▶ Exercise instructions: Find every line in the records below that contains the word "only", and copy each such line.

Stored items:

+ + +

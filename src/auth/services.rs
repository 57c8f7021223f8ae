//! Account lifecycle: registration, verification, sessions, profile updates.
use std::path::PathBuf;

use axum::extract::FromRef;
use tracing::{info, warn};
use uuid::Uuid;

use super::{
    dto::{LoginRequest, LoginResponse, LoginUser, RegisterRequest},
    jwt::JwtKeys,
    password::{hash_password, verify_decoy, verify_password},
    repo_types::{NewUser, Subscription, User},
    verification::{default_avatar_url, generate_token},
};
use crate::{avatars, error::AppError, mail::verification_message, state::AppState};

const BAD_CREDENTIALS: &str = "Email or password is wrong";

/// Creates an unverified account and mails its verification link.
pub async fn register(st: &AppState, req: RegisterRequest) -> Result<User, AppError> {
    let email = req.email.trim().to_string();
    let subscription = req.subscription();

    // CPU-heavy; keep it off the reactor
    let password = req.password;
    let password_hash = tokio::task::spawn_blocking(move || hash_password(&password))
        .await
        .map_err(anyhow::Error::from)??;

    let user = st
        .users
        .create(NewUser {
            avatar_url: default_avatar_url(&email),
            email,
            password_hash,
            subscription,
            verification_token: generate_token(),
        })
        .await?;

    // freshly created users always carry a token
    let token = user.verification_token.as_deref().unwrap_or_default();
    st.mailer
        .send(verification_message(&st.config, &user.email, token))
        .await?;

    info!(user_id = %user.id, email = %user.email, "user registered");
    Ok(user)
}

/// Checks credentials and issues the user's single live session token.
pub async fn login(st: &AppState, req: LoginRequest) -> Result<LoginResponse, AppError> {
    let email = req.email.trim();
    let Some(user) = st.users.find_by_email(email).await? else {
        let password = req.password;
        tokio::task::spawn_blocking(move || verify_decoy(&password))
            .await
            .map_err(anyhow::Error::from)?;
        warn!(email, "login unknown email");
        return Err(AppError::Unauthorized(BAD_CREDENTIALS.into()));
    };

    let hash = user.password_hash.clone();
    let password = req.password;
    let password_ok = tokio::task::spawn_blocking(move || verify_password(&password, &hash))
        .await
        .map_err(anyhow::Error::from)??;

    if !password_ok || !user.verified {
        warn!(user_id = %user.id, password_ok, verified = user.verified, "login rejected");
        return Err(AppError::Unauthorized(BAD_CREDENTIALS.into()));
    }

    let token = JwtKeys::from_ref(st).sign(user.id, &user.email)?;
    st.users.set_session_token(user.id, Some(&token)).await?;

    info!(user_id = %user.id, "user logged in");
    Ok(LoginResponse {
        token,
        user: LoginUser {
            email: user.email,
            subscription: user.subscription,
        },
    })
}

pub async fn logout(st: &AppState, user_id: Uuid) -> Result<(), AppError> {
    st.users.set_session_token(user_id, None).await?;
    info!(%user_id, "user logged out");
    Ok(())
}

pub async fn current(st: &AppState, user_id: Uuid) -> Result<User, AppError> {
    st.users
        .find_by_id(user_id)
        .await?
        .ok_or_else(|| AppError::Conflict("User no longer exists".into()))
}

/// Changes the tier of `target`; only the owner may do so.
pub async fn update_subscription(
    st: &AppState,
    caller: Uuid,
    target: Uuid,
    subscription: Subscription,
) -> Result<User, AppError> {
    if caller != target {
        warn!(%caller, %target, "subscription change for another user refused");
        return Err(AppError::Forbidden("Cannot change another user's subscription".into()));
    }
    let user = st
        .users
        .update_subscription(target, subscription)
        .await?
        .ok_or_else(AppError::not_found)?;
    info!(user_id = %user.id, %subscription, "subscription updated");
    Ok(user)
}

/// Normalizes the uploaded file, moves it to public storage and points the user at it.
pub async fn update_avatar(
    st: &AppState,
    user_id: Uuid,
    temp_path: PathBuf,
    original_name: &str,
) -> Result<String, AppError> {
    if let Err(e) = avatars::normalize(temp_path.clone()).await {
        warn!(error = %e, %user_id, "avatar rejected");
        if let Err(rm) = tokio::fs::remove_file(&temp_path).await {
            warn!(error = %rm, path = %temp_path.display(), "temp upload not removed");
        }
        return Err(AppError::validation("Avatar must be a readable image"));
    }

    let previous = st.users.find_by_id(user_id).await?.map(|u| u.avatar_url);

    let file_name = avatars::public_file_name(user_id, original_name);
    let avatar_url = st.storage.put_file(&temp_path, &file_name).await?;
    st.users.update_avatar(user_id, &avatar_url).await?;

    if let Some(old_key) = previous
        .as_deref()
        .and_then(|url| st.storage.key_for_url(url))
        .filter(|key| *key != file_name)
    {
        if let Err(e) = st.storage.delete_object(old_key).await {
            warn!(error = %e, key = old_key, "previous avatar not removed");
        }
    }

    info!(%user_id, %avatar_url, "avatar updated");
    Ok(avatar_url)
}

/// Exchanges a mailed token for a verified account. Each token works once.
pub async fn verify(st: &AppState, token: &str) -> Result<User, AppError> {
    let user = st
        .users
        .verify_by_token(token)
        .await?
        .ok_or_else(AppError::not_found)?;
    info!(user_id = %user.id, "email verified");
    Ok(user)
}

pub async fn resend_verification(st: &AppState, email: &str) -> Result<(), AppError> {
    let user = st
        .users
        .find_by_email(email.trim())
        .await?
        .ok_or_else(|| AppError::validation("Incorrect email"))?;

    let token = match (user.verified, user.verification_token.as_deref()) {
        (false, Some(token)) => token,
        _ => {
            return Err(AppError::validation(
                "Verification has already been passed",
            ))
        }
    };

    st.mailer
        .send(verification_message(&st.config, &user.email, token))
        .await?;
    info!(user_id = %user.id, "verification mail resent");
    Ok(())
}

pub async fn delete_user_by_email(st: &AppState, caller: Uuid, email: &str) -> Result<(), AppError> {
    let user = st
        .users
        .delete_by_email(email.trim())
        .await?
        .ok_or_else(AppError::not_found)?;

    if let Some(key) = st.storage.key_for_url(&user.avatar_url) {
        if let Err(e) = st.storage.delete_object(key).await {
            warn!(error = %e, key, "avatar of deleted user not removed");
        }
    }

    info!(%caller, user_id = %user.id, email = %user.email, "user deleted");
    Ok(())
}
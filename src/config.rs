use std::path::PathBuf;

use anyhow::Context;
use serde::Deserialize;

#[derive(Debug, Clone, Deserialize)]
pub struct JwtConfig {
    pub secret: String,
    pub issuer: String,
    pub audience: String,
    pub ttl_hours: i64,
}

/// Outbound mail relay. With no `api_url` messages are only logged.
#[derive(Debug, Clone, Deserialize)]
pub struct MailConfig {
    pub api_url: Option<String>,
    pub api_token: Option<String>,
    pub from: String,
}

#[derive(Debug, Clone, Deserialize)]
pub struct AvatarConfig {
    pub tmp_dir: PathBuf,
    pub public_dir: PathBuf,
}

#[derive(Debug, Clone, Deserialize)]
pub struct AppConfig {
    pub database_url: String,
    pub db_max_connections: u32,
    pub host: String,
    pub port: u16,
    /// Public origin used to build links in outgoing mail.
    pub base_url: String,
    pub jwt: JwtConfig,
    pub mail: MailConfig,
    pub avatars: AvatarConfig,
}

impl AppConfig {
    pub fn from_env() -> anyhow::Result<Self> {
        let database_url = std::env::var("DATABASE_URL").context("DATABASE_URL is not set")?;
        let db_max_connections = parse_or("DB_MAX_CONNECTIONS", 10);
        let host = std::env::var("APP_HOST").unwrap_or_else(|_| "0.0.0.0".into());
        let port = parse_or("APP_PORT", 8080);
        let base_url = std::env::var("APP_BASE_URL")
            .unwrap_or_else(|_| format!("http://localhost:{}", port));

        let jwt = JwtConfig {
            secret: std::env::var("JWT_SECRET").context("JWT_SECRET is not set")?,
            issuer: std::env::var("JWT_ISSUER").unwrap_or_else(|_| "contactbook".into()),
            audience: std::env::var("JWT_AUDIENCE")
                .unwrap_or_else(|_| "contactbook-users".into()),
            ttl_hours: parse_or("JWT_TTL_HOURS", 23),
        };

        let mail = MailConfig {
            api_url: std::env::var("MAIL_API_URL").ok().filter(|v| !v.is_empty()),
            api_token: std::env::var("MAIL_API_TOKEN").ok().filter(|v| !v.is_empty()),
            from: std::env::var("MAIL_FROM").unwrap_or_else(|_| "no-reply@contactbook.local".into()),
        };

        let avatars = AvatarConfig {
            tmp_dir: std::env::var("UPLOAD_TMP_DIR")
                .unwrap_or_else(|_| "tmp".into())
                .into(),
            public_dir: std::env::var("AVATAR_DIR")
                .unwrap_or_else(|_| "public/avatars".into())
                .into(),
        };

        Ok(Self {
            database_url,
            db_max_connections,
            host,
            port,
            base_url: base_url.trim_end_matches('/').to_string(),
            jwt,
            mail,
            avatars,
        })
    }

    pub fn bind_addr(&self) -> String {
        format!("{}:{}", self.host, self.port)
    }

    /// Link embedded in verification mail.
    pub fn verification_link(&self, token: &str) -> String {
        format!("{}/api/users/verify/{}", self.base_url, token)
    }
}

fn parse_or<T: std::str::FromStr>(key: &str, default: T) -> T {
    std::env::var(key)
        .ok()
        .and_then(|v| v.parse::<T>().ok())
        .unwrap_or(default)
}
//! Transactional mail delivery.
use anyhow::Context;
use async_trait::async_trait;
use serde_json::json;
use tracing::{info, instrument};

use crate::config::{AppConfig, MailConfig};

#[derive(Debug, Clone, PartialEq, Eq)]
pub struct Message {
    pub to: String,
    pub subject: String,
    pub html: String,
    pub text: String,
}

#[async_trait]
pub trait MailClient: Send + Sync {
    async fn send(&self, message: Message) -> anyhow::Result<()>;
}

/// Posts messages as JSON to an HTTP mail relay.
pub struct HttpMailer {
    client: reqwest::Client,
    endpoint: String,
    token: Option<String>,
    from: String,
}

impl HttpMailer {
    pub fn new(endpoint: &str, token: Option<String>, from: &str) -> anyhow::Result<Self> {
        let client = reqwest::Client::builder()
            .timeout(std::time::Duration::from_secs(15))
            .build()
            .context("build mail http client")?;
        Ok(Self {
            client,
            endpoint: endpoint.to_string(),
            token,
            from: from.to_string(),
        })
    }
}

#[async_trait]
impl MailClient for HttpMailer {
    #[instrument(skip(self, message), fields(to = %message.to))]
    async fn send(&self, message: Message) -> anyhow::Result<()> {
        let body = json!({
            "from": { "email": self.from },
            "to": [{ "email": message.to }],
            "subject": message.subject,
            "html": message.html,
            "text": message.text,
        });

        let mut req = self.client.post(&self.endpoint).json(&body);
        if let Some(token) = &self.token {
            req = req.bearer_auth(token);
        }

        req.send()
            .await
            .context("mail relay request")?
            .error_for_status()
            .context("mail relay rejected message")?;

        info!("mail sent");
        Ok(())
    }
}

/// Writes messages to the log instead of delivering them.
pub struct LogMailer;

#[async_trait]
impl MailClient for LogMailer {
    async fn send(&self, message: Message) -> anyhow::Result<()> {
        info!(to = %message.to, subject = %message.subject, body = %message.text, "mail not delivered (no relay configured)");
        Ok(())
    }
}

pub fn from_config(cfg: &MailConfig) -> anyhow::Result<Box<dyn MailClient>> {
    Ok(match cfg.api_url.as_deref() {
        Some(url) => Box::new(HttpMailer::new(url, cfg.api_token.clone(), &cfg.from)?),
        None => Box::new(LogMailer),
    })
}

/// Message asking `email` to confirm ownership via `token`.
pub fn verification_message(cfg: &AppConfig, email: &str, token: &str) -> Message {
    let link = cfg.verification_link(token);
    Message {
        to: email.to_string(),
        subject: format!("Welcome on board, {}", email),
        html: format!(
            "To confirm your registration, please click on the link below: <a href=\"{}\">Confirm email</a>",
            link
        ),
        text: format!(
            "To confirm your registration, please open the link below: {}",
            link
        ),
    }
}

+ + +

▶ Solution to this task:
/// Changes the tier of `target`; only the owner may do so.
/// Outbound mail relay. With no `api_url` messages are only logged.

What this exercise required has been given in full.